▶ PROBLEM REQUIREMENTS:
Give only the number of lines in the records that contain the word "connects".

--- DATASET ENTRIES ---

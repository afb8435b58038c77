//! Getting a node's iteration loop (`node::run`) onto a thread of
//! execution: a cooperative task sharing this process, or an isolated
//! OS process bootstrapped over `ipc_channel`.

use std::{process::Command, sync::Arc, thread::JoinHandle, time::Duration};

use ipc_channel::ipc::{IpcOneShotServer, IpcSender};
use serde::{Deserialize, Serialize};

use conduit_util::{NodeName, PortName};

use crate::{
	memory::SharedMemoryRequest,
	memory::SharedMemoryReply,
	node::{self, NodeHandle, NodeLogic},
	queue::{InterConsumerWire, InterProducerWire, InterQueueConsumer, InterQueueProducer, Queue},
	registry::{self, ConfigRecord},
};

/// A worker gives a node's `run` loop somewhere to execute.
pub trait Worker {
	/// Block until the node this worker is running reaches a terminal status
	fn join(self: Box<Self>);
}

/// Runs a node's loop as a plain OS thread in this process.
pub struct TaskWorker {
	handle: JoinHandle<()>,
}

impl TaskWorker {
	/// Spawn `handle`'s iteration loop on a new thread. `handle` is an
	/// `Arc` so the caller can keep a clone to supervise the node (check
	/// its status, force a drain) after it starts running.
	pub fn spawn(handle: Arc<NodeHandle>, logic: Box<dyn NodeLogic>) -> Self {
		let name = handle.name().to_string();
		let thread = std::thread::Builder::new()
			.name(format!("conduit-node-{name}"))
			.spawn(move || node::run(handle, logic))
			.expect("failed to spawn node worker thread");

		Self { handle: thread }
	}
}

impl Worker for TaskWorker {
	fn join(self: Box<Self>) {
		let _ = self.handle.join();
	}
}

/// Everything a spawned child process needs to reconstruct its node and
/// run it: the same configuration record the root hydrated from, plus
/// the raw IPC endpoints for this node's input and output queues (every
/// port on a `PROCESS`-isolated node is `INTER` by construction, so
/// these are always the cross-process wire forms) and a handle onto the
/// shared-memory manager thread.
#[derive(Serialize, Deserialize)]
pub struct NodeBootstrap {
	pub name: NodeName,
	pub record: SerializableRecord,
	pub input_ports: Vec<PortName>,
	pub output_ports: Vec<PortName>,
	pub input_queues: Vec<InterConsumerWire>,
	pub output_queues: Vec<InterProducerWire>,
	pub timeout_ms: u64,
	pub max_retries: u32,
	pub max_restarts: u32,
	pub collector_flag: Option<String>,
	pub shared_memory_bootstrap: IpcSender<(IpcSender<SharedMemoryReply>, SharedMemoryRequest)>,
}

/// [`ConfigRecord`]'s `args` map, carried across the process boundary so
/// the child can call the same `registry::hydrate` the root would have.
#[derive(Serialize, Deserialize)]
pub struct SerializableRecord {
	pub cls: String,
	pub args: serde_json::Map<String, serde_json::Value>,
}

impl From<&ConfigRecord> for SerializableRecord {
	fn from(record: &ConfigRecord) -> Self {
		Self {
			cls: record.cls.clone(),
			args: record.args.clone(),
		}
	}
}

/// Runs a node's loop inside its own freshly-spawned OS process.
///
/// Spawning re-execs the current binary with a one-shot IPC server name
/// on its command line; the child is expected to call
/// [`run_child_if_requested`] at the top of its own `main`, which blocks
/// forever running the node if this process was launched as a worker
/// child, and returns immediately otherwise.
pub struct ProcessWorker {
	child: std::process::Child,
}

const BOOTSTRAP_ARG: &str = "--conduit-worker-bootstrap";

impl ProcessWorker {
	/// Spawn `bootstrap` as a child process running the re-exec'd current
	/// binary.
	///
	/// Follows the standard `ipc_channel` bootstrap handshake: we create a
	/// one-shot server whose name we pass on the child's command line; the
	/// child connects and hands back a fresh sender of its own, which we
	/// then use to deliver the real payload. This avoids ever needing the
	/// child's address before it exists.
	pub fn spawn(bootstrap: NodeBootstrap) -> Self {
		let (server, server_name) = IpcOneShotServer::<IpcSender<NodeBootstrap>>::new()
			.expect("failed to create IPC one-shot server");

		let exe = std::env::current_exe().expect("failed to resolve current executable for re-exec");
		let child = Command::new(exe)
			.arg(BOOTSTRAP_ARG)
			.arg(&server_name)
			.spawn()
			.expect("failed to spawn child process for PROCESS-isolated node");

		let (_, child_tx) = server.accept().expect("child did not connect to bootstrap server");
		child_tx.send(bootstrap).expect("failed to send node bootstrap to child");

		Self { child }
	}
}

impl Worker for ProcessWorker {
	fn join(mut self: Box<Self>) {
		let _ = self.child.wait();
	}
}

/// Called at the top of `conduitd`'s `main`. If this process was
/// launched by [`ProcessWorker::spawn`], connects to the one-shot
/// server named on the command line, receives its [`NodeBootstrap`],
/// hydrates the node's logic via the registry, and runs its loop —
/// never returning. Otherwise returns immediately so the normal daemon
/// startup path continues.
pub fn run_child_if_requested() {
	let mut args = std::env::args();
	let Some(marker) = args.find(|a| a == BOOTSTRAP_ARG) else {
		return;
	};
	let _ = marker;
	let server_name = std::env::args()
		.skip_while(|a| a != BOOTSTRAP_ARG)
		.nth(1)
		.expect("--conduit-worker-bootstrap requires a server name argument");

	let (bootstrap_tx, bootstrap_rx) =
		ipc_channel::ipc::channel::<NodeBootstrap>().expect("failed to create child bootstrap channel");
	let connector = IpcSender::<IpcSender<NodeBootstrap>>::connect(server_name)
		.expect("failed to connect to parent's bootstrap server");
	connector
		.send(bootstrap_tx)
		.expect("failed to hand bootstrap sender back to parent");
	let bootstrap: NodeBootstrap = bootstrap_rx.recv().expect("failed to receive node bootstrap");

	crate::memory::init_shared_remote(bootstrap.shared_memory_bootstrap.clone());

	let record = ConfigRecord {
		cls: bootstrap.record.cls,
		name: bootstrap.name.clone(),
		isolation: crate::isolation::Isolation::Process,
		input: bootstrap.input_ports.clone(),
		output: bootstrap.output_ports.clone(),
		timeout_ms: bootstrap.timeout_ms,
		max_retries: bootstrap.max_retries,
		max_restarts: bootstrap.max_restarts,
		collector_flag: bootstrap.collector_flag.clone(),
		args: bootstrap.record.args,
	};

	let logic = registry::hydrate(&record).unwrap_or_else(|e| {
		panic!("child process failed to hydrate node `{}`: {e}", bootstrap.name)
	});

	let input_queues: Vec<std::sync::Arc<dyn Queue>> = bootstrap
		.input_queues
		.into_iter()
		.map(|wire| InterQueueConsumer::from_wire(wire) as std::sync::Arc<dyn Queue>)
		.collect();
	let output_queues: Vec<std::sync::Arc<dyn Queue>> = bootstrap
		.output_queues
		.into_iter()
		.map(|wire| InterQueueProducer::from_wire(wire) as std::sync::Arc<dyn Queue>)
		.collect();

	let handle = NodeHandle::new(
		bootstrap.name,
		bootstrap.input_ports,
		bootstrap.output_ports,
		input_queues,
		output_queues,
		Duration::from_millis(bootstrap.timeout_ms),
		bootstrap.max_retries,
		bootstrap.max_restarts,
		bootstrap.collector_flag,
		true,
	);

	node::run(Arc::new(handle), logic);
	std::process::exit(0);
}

---
--- DATASET ENTRIES ---

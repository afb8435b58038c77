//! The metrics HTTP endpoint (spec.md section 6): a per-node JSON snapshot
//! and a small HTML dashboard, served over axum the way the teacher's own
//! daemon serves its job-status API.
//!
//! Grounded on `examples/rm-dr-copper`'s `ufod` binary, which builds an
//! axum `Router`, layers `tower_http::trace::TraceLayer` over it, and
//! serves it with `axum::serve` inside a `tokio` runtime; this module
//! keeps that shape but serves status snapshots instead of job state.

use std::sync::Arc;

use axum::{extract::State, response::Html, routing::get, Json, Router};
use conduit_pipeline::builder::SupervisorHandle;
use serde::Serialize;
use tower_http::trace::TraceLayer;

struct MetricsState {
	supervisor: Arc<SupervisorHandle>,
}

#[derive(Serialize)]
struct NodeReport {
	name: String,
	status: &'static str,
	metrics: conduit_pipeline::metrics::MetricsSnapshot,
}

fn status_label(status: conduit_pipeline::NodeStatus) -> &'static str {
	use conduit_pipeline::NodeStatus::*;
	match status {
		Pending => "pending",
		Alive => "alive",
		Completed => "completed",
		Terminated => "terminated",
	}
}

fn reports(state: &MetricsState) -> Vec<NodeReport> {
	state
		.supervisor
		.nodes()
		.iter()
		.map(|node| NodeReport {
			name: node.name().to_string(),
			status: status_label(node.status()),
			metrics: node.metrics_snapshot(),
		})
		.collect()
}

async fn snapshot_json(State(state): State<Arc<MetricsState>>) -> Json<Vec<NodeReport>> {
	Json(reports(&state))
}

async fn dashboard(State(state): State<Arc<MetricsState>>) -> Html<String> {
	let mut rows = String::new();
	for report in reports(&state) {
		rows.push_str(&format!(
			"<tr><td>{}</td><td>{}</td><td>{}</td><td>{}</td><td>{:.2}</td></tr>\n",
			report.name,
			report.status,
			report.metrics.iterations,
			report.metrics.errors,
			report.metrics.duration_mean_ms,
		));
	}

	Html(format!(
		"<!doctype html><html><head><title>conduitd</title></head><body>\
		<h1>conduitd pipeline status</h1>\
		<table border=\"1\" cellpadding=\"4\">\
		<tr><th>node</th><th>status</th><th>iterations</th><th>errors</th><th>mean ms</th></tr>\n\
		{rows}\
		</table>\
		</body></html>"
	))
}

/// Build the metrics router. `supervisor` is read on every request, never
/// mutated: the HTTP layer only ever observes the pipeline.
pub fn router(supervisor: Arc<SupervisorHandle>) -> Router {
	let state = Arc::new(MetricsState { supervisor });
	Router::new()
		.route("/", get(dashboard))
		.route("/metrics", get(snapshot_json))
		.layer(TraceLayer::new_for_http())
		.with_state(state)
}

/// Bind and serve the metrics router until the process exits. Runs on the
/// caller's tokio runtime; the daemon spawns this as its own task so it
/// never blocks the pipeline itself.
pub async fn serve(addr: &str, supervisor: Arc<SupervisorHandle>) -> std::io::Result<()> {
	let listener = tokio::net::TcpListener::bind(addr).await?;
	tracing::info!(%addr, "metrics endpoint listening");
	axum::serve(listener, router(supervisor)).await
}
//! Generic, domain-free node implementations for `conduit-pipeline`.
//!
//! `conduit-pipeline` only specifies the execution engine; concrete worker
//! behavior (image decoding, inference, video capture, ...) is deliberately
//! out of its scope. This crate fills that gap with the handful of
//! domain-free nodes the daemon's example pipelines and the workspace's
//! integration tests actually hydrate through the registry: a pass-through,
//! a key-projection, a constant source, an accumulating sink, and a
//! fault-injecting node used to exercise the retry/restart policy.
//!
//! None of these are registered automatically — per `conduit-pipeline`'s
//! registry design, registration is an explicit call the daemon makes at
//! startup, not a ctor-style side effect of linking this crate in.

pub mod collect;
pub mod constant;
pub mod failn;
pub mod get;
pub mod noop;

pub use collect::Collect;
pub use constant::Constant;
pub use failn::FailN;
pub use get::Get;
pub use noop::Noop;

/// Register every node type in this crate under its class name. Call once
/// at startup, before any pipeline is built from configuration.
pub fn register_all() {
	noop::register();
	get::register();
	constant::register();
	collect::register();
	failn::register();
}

---

▶ RESPONSE AREA:
2